Zach Bigalke: When Peyton Manning ultimately retires, we will remember him most for the consistency and longevity that have led to his possession of most of the career passing records. But we will also remember that as one half of a Jekyll/Hyde dichotomy where his regular-season prowess was matched with a relative inability to show an equivalent level of dominance in the postseason. He’s 38 years old, he’s had major neck surgery, and against the Colts he was beyond mediocre. He completed barely more than 50 percent of his passes, could only muster 4.6 yards per attempt, and posted a pedestrian 75.5 quarterback rating. There is always a tipping point where the greatest athletes are rendered mortal and we are forced to confront the fact that their greatness is fleeting. After showing so much promise in his first two seasons in Denver, this AFC Divisional Round matchup against Indianapolis feels like it will be remembered as the moment when Manning time among the elite quarterbacks in the NFL started to noticeably wane.
Bobby Bourhis: Unfortunately for Peyton Manning, he has suffered another heart-breaking playoff loss. The ‘Peyton Manning Era’ has been slowly fading over the course of this season (and perhaps even started fading last year in the Super Bowl). His throws appear to be less accurate and have less power behind them. The Broncos can continue to have success if they are able to acquire an above average running back. Additionally, Peyton can still play in this league, but he is going to have to adjust his play-style. As we have seen from him over the course of the year, Peyton has preferred to throw short passes and let his athletic receivers do some of the work after the catch. For Manning to continue to be successful he is going to have to play more of a west-coast style offense. Think of a rich man’s Alex Smith with much more limited mobility. Manning and the Broncos can still enjoy success together, but Peyton will never be the Peyton Manning we once saw, simply because of his inability to throw deep like he once could.
Adam Solowiei: The overall demise of Peyton Manning that I have been hearing and reading since the loss is blown out of control a bit. Are we seeing one of the greatest all-time begun to slide down the other side of his career arch? Sure but to say the era is over is an overstatement. Peyton is long in the tooth at 38 years old and is the recipient of major neck surgery. But, he is far from the bottom tier of NFL quarterbacks. His arm gets tired towards the end of season as evident by the wobbling arch you witnessed this weekend. But that is nothing new.
Peyton Manning struggling in the playoffs and under pressure is nothing new either. Overall, he has excelled in the regular season and lapsed against the premium playoff opponents.
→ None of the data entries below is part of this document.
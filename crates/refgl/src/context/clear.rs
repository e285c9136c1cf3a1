//! Clears, `clearBuffer*` and framebuffer blits.
//!
//! All writes go to the draw framebuffer and are limited to the scissor box
//! while the scissor test is enabled. Color writes honor the color mask,
//! depth writes the depth mask and stencil writes the front stencil write
//! mask. A blit snapshots its source first, so reading and drawing the
//! same image is well defined.

use refgl_core::enums::*;
use refgl_core::{FormatMapper, GLbitfield, GLenum, GlError};

use super::{GlResult, ReferenceContext};
use crate::blit;
use crate::framebuffer::{AttachmentPoint, BlitFilter, BlitRegion, BufferMask, PixelRect};
use crate::pixel::PixelBuffer;
use crate::state::Capabilities;

/// Buffers a blit mask can select, with the attachment each reads and writes
const BLIT_BUFFERS: [(BufferMask, AttachmentPoint); 3] = [
    (BufferMask::COLOR, AttachmentPoint::Color0),
    (BufferMask::DEPTH, AttachmentPoint::Depth),
    (BufferMask::STENCIL, AttachmentPoint::Stencil),
];

fn check_draw_buffer(drawbuffer: i32) -> GlResult {
    if drawbuffer != 0 {
        return Err(GlError::InvalidValue);
    }
    Ok(())
}

fn four<T: Copy>(value: &[T]) -> GlResult<[T; 4]> {
    match value {
        [r, g, b, a, ..] => Ok([*r, *g, *b, *a]),
        _ => Err(GlError::InvalidValue),
    }
}

fn first<T: Copy>(value: &[T]) -> GlResult<T> {
    value.first().copied().ok_or(GlError::InvalidValue)
}

impl<M: FormatMapper> ReferenceContext<M> {
    /// Pixels that clears and blits may write
    fn write_area(&self) -> PixelRect {
        if self.state.is_enabled(Capabilities::SCISSOR_TEST) {
            let scissor = self.state.scissor;
            PixelRect::new(scissor.x, scissor.y, scissor.width, scissor.height)
        } else {
            PixelRect::UNBOUNDED
        }
    }

    fn clear_draw_color(&mut self, color: [f32; 4]) {
        let area = self.write_area();
        let mask = self.state.raster.color_mask;
        if let Some(mut dst) = self.draw_buffer_mut(AttachmentPoint::Color0) {
            blit::clear_color(&mut dst, area, color, mask);
        }
    }

    fn clear_draw_depth(&mut self, depth: f32) {
        if !self.state.depth.write_enabled {
            return;
        }
        let area = self.write_area();
        if let Some(mut dst) = self.draw_buffer_mut(AttachmentPoint::Depth) {
            blit::clear_depth(&mut dst, area, depth);
        }
    }

    fn clear_draw_stencil(&mut self, stencil: i32) {
        let area = self.write_area();
        let write_mask = self.state.stencil.front.write_mask;
        if let Some(mut dst) = self.draw_buffer_mut(AttachmentPoint::Stencil) {
            blit::clear_stencil(&mut dst, area, stencil as u32, write_mask);
        }
    }

    // =========================================================================
    // CLEAR
    // =========================================================================

    /// Clear the buffers selected by `mask` to the current clear values
    pub fn clear(&mut self, mask: GLbitfield) {
        let result = self.clear_checked(mask);
        self.record("clear", result);
    }

    fn clear_checked(&mut self, mask: GLbitfield) -> GlResult {
        let mask = BufferMask::from_bits(mask).ok_or(GlError::InvalidValue)?;
        let values = self.state.clear;
        if mask.contains(BufferMask::COLOR) {
            self.clear_draw_color(values.color);
        }
        if mask.contains(BufferMask::DEPTH) {
            self.clear_draw_depth(values.depth);
        }
        if mask.contains(BufferMask::STENCIL) {
            self.clear_draw_stencil(values.stencil);
        }
        Ok(())
    }

    /// Clear the color buffer or the depth buffer to float values
    pub fn clear_bufferfv(&mut self, buffer: GLenum, drawbuffer: i32, value: &[f32]) {
        let result = self.clear_bufferfv_checked(buffer, drawbuffer, value);
        self.record("clearBufferfv", result);
    }

    fn clear_bufferfv_checked(&mut self, buffer: GLenum, drawbuffer: i32, value: &[f32]) -> GlResult {
        match buffer {
            GL_COLOR => {
                check_draw_buffer(drawbuffer)?;
                let color = four(value)?;
                self.clear_draw_color(color);
            }
            GL_DEPTH => {
                check_draw_buffer(drawbuffer)?;
                let depth = first(value)?;
                self.clear_draw_depth(depth);
            }
            _ => return Err(GlError::InvalidEnum),
        }
        Ok(())
    }

    /// Clear the color buffer or the stencil buffer to signed integer values
    pub fn clear_bufferiv(&mut self, buffer: GLenum, drawbuffer: i32, value: &[i32]) {
        let result = self.clear_bufferiv_checked(buffer, drawbuffer, value);
        self.record("clearBufferiv", result);
    }

    fn clear_bufferiv_checked(&mut self, buffer: GLenum, drawbuffer: i32, value: &[i32]) -> GlResult {
        match buffer {
            GL_COLOR => {
                check_draw_buffer(drawbuffer)?;
                let color = four(value)?;
                self.clear_draw_color(color.map(|c| c as f32));
            }
            GL_STENCIL => {
                check_draw_buffer(drawbuffer)?;
                let stencil = first(value)?;
                self.clear_draw_stencil(stencil);
            }
            _ => return Err(GlError::InvalidEnum),
        }
        Ok(())
    }

    /// Clear the color buffer to unsigned integer values
    pub fn clear_bufferuiv(&mut self, buffer: GLenum, drawbuffer: i32, value: &[u32]) {
        let result = self.clear_bufferuiv_checked(buffer, drawbuffer, value);
        self.record("clearBufferuiv", result);
    }

    fn clear_bufferuiv_checked(&mut self, buffer: GLenum, drawbuffer: i32, value: &[u32]) -> GlResult {
        if buffer != GL_COLOR {
            return Err(GlError::InvalidEnum);
        }
        check_draw_buffer(drawbuffer)?;
        let color = four(value)?;
        self.clear_draw_color(color.map(|c| c as f32));
        Ok(())
    }

    /// Clear the depth and stencil buffers together
    pub fn clear_bufferfi(&mut self, buffer: GLenum, drawbuffer: i32, depth: f32, stencil: i32) {
        let result = self.clear_bufferfi_checked(buffer, drawbuffer, depth, stencil);
        self.record("clearBufferfi", result);
    }

    fn clear_bufferfi_checked(&mut self, buffer: GLenum, drawbuffer: i32, depth: f32, stencil: i32) -> GlResult {
        if buffer != GL_DEPTH_STENCIL {
            return Err(GlError::InvalidEnum);
        }
        check_draw_buffer(drawbuffer)?;
        self.clear_draw_depth(depth);
        self.clear_draw_stencil(stencil);
        Ok(())
    }

    // =========================================================================
    // BLIT
    // =========================================================================

    /// Copy a rectangle of the read framebuffer into a rectangle of the draw
    /// framebuffer, scaling and mirroring as the corners require
    pub fn blit_framebuffer(
        &mut self,
        src_x0: i32,
        src_y0: i32,
        src_x1: i32,
        src_y1: i32,
        dst_x0: i32,
        dst_y0: i32,
        dst_x1: i32,
        dst_y1: i32,
        mask: GLbitfield,
        filter: GLenum,
    ) {
        let region = BlitRegion {
            src_x0,
            src_y0,
            src_x1,
            src_y1,
            dst_x0,
            dst_y0,
            dst_x1,
            dst_y1,
        };
        let result = self.blit_framebuffer_checked(region, mask, filter);
        self.record("blitFramebuffer", result);
    }

    fn blit_framebuffer_checked(&mut self, region: BlitRegion, mask: GLbitfield, filter: GLenum) -> GlResult {
        let filter = BlitFilter::from_gl(filter).ok_or(GlError::InvalidEnum)?;
        let mask = BufferMask::from_bits(mask).ok_or(GlError::InvalidValue)?;
        if mask.intersects(BufferMask::DEPTH | BufferMask::STENCIL) && filter != BlitFilter::Nearest {
            return Err(GlError::InvalidOperation);
        }
        let complete = Ok(GL_FRAMEBUFFER_COMPLETE);
        if self.check_framebuffer_status_checked(GL_DRAW_FRAMEBUFFER) != complete
            || self.check_framebuffer_status_checked(GL_READ_FRAMEBUFFER) != complete
        {
            return Err(GlError::InvalidOperation);
        }
        self.check_blit_formats(&region, mask, filter)?;

        let mut src_rect = region.src_rect();
        let mut dst_rect = region.dst_rect().intersect(self.write_area());
        for (bit, point) in BLIT_BUFFERS {
            let (src, dst) = (self.read_buffer(point), self.draw_buffer(point));
            if !mask.contains(bit) || src.is_empty() || dst.is_empty() {
                continue;
            }
            src_rect = src_rect.intersect(PixelRect::of_size(src.width(), src.height()));
            dst_rect = dst_rect.intersect(PixelRect::of_size(dst.width(), dst.height()));
        }
        if src_rect.is_empty() || dst_rect.is_empty() {
            return Ok(());
        }

        log::debug!("Blit {:?} -> {:?} ({:?}, {:?})", src_rect, dst_rect, mask, filter);
        for (bit, point) in BLIT_BUFFERS {
            if !mask.contains(bit) || (bit == BufferMask::DEPTH && !self.state.depth.write_enabled) {
                continue;
            }
            if self.draw_buffer(point).is_empty() {
                continue;
            }
            let Some(snapshot) = self.snapshot_read_buffer(point, src_rect) else {
                continue;
            };
            let write_mask = self.state.stencil.front.write_mask;
            let Some(mut dst) = self.draw_buffer_mut(point) else {
                continue;
            };
            let src = snapshot.view();
            match point {
                AttachmentPoint::Color0 => blit::blit_color(&src, src_rect, &mut dst, dst_rect, &region, filter),
                AttachmentPoint::Depth => blit::blit_depth(&src, src_rect, &mut dst, dst_rect, &region),
                AttachmentPoint::Stencil => {
                    blit::blit_stencil(&src, src_rect, &mut dst, dst_rect, &region, write_mask)
                }
            }
        }
        Ok(())
    }

    /// Format rules between the read and draw buffers a blit touches. A
    /// buffer missing on either side is skipped, not an error.
    fn check_blit_formats(&self, region: &BlitRegion, mask: BufferMask, filter: BlitFilter) -> GlResult {
        let read_color = self.read_buffer(AttachmentPoint::Color0);
        let draw_color = self.draw_buffer(AttachmentPoint::Color0);
        if draw_color.samples() != 1 {
            return Err(GlError::InvalidOperation);
        }

        for (bit, point) in BLIT_BUFFERS {
            let (src, dst) = (self.read_buffer(point), self.draw_buffer(point));
            if !mask.contains(bit) || src.is_empty() || dst.is_empty() {
                continue;
            }
            let (src, dst) = (src.format(), dst.format());
            let compatible = match point {
                AttachmentPoint::Color0 => {
                    src.is_integer() == dst.is_integer() && !(src.is_integer() && filter == BlitFilter::Linear)
                }
                AttachmentPoint::Depth | AttachmentPoint::Stencil => src == dst,
            };
            if !compatible {
                return Err(GlError::InvalidOperation);
            }
        }

        if read_color.samples() != 1 {
            let same_format = read_color.format() == draw_color.format();
            if region.is_scaled() || (mask.contains(BufferMask::COLOR) && !same_format) {
                return Err(GlError::InvalidOperation);
            }
        }
        Ok(())
    }

    /// Copy of `rect` of the read framebuffer's `point` buffer, resolving
    /// samples
    fn snapshot_read_buffer(&self, point: AttachmentPoint, rect: PixelRect) -> Option<PixelBuffer> {
        let src = self.read_buffer(point);
        if src.is_empty() {
            return None;
        }
        let (width, height) = (rect.width(), rect.height());
        let mut copy = PixelBuffer::new(src.format(), width, height, 1);
        let region = src.subregion(rect.x0 as u32, rect.y0 as u32, width, height);
        copy.view_mut().copy_from(&region, 0, 0, 0);
        Some(copy)
    }
}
Overall, I think the decline is coming and we are seeing the beginning. Overall, the Peyton Manning era still has one to two full seasons left in it.
Keith Rivas: Hear ye, hear ye, the time has come for the king to come from the throne. Many familiar with professional football would argue that Peyton Manning is one of the greatest of all-time at the position. While I must digress the fact that he has miraculous ways of providing record-breaking offense in the regular season, I am not thoroughly impressed with Manning’s playoff resume.
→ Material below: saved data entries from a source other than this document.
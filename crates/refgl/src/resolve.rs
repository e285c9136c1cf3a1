//! # Attachment Resolver
//!
//! Maps a framebuffer attachment to the pixel storage behind it, for
//! reading ([`AttachmentSources`]) or writing ([`AttachmentTargets`]).
//! Resolution has no side effects; anything that cannot be resolved (no
//! attachment, a deleted object, a missing level or an out-of-range layer)
//! yields an empty view or `None`.

use crate::config::DefaultFramebuffer;
use crate::framebuffer::{
    Attachment, AttachmentImage, AttachmentObject, AttachmentPoint, Framebuffer, Renderbuffer,
};
use crate::object::ObjectTable;
use crate::pixel::{PixelView, PixelViewMut};
use crate::texture::{Texture, TextureKind};

/// Object tables an attachment can refer to
#[derive(Debug, Clone, Copy)]
pub struct AttachmentSources<'a> {
    /// Texture objects
    pub textures: &'a ObjectTable<Texture>,
    /// Renderbuffer objects
    pub renderbuffers: &'a ObjectTable<Renderbuffer>,
}

impl<'a> AttachmentSources<'a> {
    /// Storage behind `attachment`, or `None` when it does not resolve
    pub fn lookup(&self, attachment: &Attachment) -> Option<PixelView<'a>> {
        match attachment.object {
            AttachmentObject::None => None,
            AttachmentObject::Renderbuffer(handle) => {
                Some(self.renderbuffers.get(handle)?.storage().view())
            }
            AttachmentObject::Texture(handle) => {
                let texture = self.textures.get(handle)?;
                match texture.kind()? {
                    TextureKind::Texture2D(_) => Some(texture.level(None, attachment.level)?.view()),
                    TextureKind::CubeMap(_) => {
                        Some(texture.level(attachment.face, attachment.level)?.view())
                    }
                    TextureKind::Texture2DArray(_)
                    | TextureKind::Texture3D(_)
                    | TextureKind::CubeMapArray(_) => {
                        let view = texture.level(None, attachment.level)?.view();
                        (attachment.layer < view.depth()).then(|| view.slice(attachment.layer))
                    }
                }
            }
        }
    }

    /// Storage behind `attachment`, empty when it does not resolve
    pub fn resolve(&self, attachment: &Attachment) -> PixelView<'a> {
        self.lookup(attachment).unwrap_or_else(PixelView::empty)
    }

    /// Format and size behind `attachment`, for completeness checks
    pub fn describe(&self, attachment: &Attachment) -> Option<AttachmentImage> {
        self.lookup(attachment).map(|view| AttachmentImage {
            format: view.format(),
            width: view.width(),
            height: view.height(),
        })
    }
}

/// Mutable object tables an attachment can refer to
#[derive(Debug)]
pub struct AttachmentTargets<'a> {
    /// Texture objects
    pub textures: &'a mut ObjectTable<Texture>,
    /// Renderbuffer objects
    pub renderbuffers: &'a mut ObjectTable<Renderbuffer>,
}

impl<'a> AttachmentTargets<'a> {
    /// Writable storage behind `attachment`, or `None` when it does not
    /// resolve
    pub fn into_view(self, attachment: &Attachment) -> Option<PixelViewMut<'a>> {
        let Self {
            textures,
            renderbuffers,
        } = self;
        match attachment.object {
            AttachmentObject::None => None,
            AttachmentObject::Renderbuffer(handle) => {
                Some(renderbuffers.get_mut(handle)?.storage_mut().view_mut())
            }
            AttachmentObject::Texture(handle) => {
                let texture = textures.get_mut(handle)?;
                let (face, layered) = match texture.kind()? {
                    TextureKind::Texture2D(_) => (None, false),
                    TextureKind::CubeMap(_) => (attachment.face, false),
                    TextureKind::Texture2DArray(_)
                    | TextureKind::Texture3D(_)
                    | TextureKind::CubeMapArray(_) => (None, true),
                };
                let view = texture.level_mut(face, attachment.level)?.view_mut();
                if !layered {
                    return Some(view);
                }
                (attachment.layer < view.depth()).then(move || view.into_slice(attachment.layer))
            }
        }
    }
}

/// Resolve `point` of a framebuffer object
pub fn resolve_attachment<'a>(
    sources: AttachmentSources<'a>,
    framebuffer: &Framebuffer,
    point: AttachmentPoint,
) -> PixelView<'a> {
    sources.resolve(framebuffer.attachment(point))
}

/// Resolve `point` of the default framebuffer
pub fn resolve_default(default: &DefaultFramebuffer, point: AttachmentPoint) -> PixelView<'_> {
    let buffer = match point {
        AttachmentPoint::Color0 => Some(&default.color),
        AttachmentPoint::Depth => default.depth.as_ref(),
        AttachmentPoint::Stencil => default.stencil.as_ref(),
    };
    buffer.map_or_else(PixelView::empty, |buffer| buffer.view())
}

/// Writable `point` of the default framebuffer, `None` when it has no such
/// buffer
pub fn resolve_default_mut(default: &mut DefaultFramebuffer, point: AttachmentPoint) -> Option<PixelViewMut<'_>> {
    let buffer = match point {
        AttachmentPoint::Color0 => Some(&mut default.color),
        AttachmentPoint::Depth => default.depth.as_mut(),
        AttachmentPoint::Stencil => default.stencil.as_mut(),
    };
    buffer.map(|buffer| buffer.view_mut())
}

#[cfg(test)]
mod tests {
    use super::*;
    use crate::config::ContextConfig;
    use crate::texture::{CubeFace, TextureType};
    use refgl_core::enums::*;
    use refgl_core::{ChannelOrder, ChannelType, TextureFormat};

    fn rgba8() -> TextureFormat {
        TextureFormat::new(ChannelOrder::RGBA, ChannelType::UnormInt8)
    }

    #[test]
    fn test_none_and_stale_resolve_empty() {
        let mut textures = ObjectTable::new();
        let renderbuffers = ObjectTable::new();
        let handle = textures.insert(Texture::with_type(TextureType::Texture2D));
        textures.remove(handle);

        let sources = AttachmentSources {
            textures: &textures,
            renderbuffers: &renderbuffers,
        };
        assert!(sources.resolve(&Attachment::NONE).is_empty());
        assert!(sources.resolve(&Attachment::texture(handle, 0, None)).is_empty());
        assert!(sources.describe(&Attachment::texture(handle, 0, None)).is_none());
    }

    #[test]
    fn test_layer_of_array_level() {
        let mut texture = Texture::with_type(TextureType::Texture2DArray);
        texture.alloc_level_with(None, 0, rgba8(), 2, 2, 3, |buffer| {
            let mut view = buffer.view_mut();
            view.set_pixel([1.0, 0.0, 0.0, 1.0], 1, 1, 2);
        });
        let mut textures = ObjectTable::new();
        let renderbuffers = ObjectTable::new();
        let handle = textures.insert(texture);
        let sources = AttachmentSources {
            textures: &textures,
            renderbuffers: &renderbuffers,
        };

        let view = sources.resolve(&Attachment::texture_layer(handle, 0, 2));
        assert_eq!((view.width(), view.height(), view.depth()), (2, 2, 1));
        assert_eq!(view.get_pixel(1, 1, 0), [1.0, 0.0, 0.0, 1.0]);
        assert_eq!(view.get_pixel(0, 0, 0), [0.0; 4]);

        assert!(sources.resolve(&Attachment::texture_layer(handle, 0, 3)).is_empty());
        assert!(sources.resolve(&Attachment::texture_layer(handle, 1, 0)).is_empty());
    }

    #[test]
    fn test_write_through_layer_attachment() {
        let mut texture = Texture::with_type(TextureType::Texture2DArray);
        texture.alloc_level(None, 0, rgba8(), 2, 2, 3);
        let mut textures = ObjectTable::new();
        let mut renderbuffers = ObjectTable::new();
        let handle = textures.insert(texture);

        let targets = AttachmentTargets {
            textures: &mut textures,
            renderbuffers: &mut renderbuffers,
        };
        match targets.into_view(&Attachment::texture_layer(handle, 0, 1)) {
            Some(mut view) => view.set_pixel([0.0, 0.0, 1.0, 1.0], 1, 0, 0),
            None => panic!("layer 1 should resolve"),
        }
        for attachment in [Attachment::texture_layer(handle, 0, 3), Attachment::NONE] {
            let targets = AttachmentTargets {
                textures: &mut textures,
                renderbuffers: &mut renderbuffers,
            };
            assert!(targets.into_view(&attachment).is_none());
        }

        let sources = AttachmentSources {
            textures: &textures,
            renderbuffers: &renderbuffers,
        };
        let layer = sources.resolve(&Attachment::texture_layer(handle, 0, 1));
        assert_eq!(layer.get_pixel(1, 0, 0), [0.0, 0.0, 1.0, 1.0]);
        let other = sources.resolve(&Attachment::texture_layer(handle, 0, 0));
        assert_eq!(other.get_pixel(1, 0, 0), [0.0; 4]);
    }

    #[test]
    fn test_cube_face() {
        let mut texture = Texture::with_type(TextureType::CubeMap);
        texture.alloc_level(Some(CubeFace::NegativeY), 0, rgba8(), 4, 4, 1);
        let mut textures = ObjectTable::new();
        let renderbuffers = ObjectTable::new();
        let handle = textures.insert(texture);
        let sources = AttachmentSources {
            textures: &textures,
            renderbuffers: &renderbuffers,
        };

        let image = sources.describe(&Attachment::texture(handle, 0, Some(CubeFace::NegativeY)));
        assert_eq!(image.map(|i| i.width), Some(4));
        assert!(sources
            .describe(&Attachment::texture(handle, 0, Some(CubeFace::PositiveX)))
            .is_none());
    }

    #[test]
    fn test_renderbuffer_and_default() {
        let mut renderbuffer = Renderbuffer::new();
        renderbuffer.set_storage(GL_RGBA8, rgba8(), 3, 5);
        let textures = ObjectTable::new();
        let mut renderbuffers = ObjectTable::new();
        let handle = renderbuffers.insert(renderbuffer);
        let sources = AttachmentSources {
            textures: &textures,
            renderbuffers: &renderbuffers,
        };
        let mut fbo = Framebuffer::new();
        fbo.set_attachment(AttachmentPoint::Color0, Attachment::renderbuffer(handle));
        let view = resolve_attachment(sources, &fbo, AttachmentPoint::Color0);
        assert_eq!((view.width(), view.height()), (3, 5));
        assert!(resolve_attachment(sources, &fbo, AttachmentPoint::Depth).is_empty());

        let default = DefaultFramebuffer::new(&ContextConfig::new(6, 7).with_depth_stencil(24, 0));
        assert_eq!(resolve_default(&default, AttachmentPoint::Color0).width(), 6);
        assert!(!resolve_default(&default, AttachmentPoint::Depth).is_empty());
        assert!(resolve_default(&default, AttachmentPoint::Stencil).is_empty());

        let mut default = default;
        assert!(resolve_default_mut(&mut default, AttachmentPoint::Stencil).is_none());
        if let Some(mut depth) = resolve_default_mut(&mut default, AttachmentPoint::Depth) {
            depth.set_depth(0.5, 2, 3, 0);
        }
        let depth = resolve_default(&default, AttachmentPoint::Depth);
        assert!((depth.get_depth(2, 3, 0) - 0.5).abs() < 1e-6);
    }
}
And it’s for this reason that I feel the divisional round loss on Sunday was the period to the end of the Manning era.
In 24 career playoff starts, Manning holds an odd 11-13 win/loss record. While with the Indianapolis Colts, Manning went 9-10 in the playoffs and has gone 2-3 with the Broncos including their most recent loss this past Sunday to Indianapolis in Denver.
Not to mention the fact that in being such a great player in the regular season, Manning only has one Super Bowl Ring to show for it. That ring was earned as a member of the Colts and came against Drew Brees and the New Orleans Saints back in 2006.
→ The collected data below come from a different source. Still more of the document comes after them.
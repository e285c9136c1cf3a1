//! # refgl Core
//!
//! Shared vocabulary for the refgl reference context: GL scalar types,
//! enum constants, the sticky error kinds, capability limits and the
//! generic pixel-format mapping seam.
//!
//! ## Architecture
//!
//! ```text
//! ┌─────────────────────────────────────────────────────────────┐
//! │                       refgl-core                            │
//! │  ┌─────────────┐  ┌─────────────┐  ┌─────────────────────┐  │
//! │  │   Types     │  │   Enums     │  │      Error          │  │
//! │  │ (GLenum,    │  │ (GL_* code  │  │   (GlError,         │  │
//! │  │  Handle<T>) │  │  points)    │  │    FormatError)     │  │
//! │  └─────────────┘  └─────────────┘  └─────────────────────┘  │
//! │  ┌──────────────────────────┐  ┌─────────────────────────┐  │
//! │  │  Limits (ContextLimits)  │  │ Format (FormatMapper)   │  │
//! │  └──────────────────────────┘  └─────────────────────────┘  │
//! └─────────────────────────────────────────────────────────────┘
//! ```

#![no_std]
#![warn(missing_docs)]
#![warn(clippy::all)]
#![allow(clippy::new_without_default)]

#[cfg(feature = "std")]
extern crate std;

// =============================================================================
// MODULE EXPORTS
// =============================================================================

pub mod enums;
pub mod error;
pub mod format;
pub mod limits;
pub mod types;

// Re-exports for convenience
pub use error::{FormatError, GlError, Result};
pub use format::{ChannelOrder, ChannelType, FormatMapper, StandardFormats, TextureFormat, TransferFormat};
pub use limits::ContextLimits;
pub use types::*;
Peyton’s younger brother, Eli, has two Super Bowl rings both against one of the best quarterbacks we have ever seen–Tom Brady of the New England Patriots.
As if one was not enough, Eli has been able to knock out Brady on the biggest stage in football a total of two times. It was thought that last season might have been Peyton’s year, as his Broncos held on to the best offense in the league coming into Super Bowl 49 against the young and reckless Seattle Seahawks.
But the Broncos quickly learned that it’s defense, not offense, that wins championships. Manning found out the hard way, being on the losing side of a 43-8 whooping.
Unable to put his serious woes behind him, Manning has finally fallen a victim of something we call time. This is an irreversible effect and, although I am sure that Denver fans would like to see him back out in the orange and blue, the chances of a return after a loss like Sunday’s loss are slim, if not already down to none.
And that can’t feel too good, Broncos fans, can it?